Wir mussten heute auf ein anderes Hotel ausweichen, denn das übliche war ausgebucht von Kadern, die eine Versammlung zur Entwicklung des lokalen Tourismus hatten. Also für uns ging die Entwicklung daher schon mal in eine ganz falsche Richtung. So macht man sich keine Touristen-Freunde. Zum Glück fand ich bei der Einfahrt in die Stadt Jemanden, der uns bereitwillig bis zum neuen Hotel führte und auch noch schnell unterwegs ein lohnenswertes Lokal für das Abendessen empfahl.

Das Hotel hätte ich selber vermutlich nur nach ein paar Mal Vorbeifahren gefunden. Denn es lag ziemlich versteckt in einem Hinterhof. Von außen wirkte es recht heruntergekommen und die Tapeten lösten sich bereits von der Wand. Der erste Eindruck täuschte aber, denn die Zimmer waren überraschend sauber. Dazu bekam jeder von uns noch frisches Obst aufs Zimmer gebracht. Da weiß ja jemand Pluspunkte zu sammeln.

Die Schlaglöcher-Abfahrt von gestern hatte allerdings ihren Tribut gefordert und wir hatten sage und schreibe 3 Speichenbrüche. Der Radladen nebenan hatte allerdings noch nie eine Shimano-Schaltung gesehen und konnte daher nicht mehr machen als mir sein Werkzeug zur Verfügung zu stellen. Hach ja… Die Leiden des jungen Fahrrad-Reiseleiters…
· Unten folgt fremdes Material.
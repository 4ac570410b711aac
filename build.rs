use std::{
    process::Command,
    time::{SystemTime, UNIX_EPOCH},
};

fn main() {
    println!("cargo:rerun-if-changed=.git/HEAD");
    println!("cargo:rerun-if-changed=.git/index");

    let output = Command::new("git")
        .args(["describe", "--tags", "--always", "--dirty"])
        .output();

    let version = match output {
        Ok(o) if o.status.success() => {
            let git_output = String::from_utf8(o.stdout)
                .unwrap_or_default()
                .trim()
                .to_string();

            // "v1.0.0" -> "1.0.0"
            let version = git_output.strip_prefix('v').unwrap_or(&git_output);

            if version.ends_with("-dirty") || version.is_empty() {
                format!("{}-{}", version, timestamp())
            } else {
                version.to_string()
            }
        }
        _ => format!("0.0.0-unknown-{}", timestamp()),
    };

    println!("cargo:rustc-env=RELVARS_VERSION={}", version);
}

fn timestamp() -> u64 {
    SystemTime::now()
        .duration_since(UNIX_EPOCH)
        .map(|d| d.as_secs())
        .unwrap_or_default()
}
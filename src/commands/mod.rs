//! CLI operations over the computed template variables.

pub mod config;
mod generate;
mod list;
mod show;
mod url;

pub use config::Config;
pub use generate::{GenerateOptions, generate};
pub use list::list;
pub use show::show;
pub use url::{UrlOptions, url};
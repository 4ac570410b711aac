pub mod artifact;
pub mod commands;
pub mod markdown;
pub mod platform;
pub mod release;
pub mod runtime;
pub mod table;
pub mod variables;

pub use release::{ReleaseBuilder, ReleaseEntry};
pub use table::{Catalog, DEVELOPMENT_VERSION, VersionTable};
pub use variables::Variables;

/// Variables for the built-in release table and development version.
pub fn define_variables() -> Variables {
    Variables::define(
        &VersionTable::builtin(),
        DEVELOPMENT_VERSION,
        &ReleaseBuilder::default(),
    )
}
Die Restaurantempfehlung unseres kurzzeitigen lokalen Reiseführers war gut gelungen und wir bekamen sogar wieder unser geliebtes Moosgemüse, dazu Fische in Senfsoße und sonstige lokale Spezialitäten. Unser Hotel verspielte jedoch wieder seine Pluspunkte mit der integrierten Karaoke. Unsere einzige Chance wäre gewesen mitzusingen. Aber bei anstehenden 100 km entschlossen sich alle einstimmig auf frühe Ruhezeit. Doch wenn die Stadt um 21 Uhr ihre Bürgersteige hochklappt, hält auch der lauteste Schreihals mit der schiefen Tenor-Stimme spätestens um 12 Uhr seine Klappe.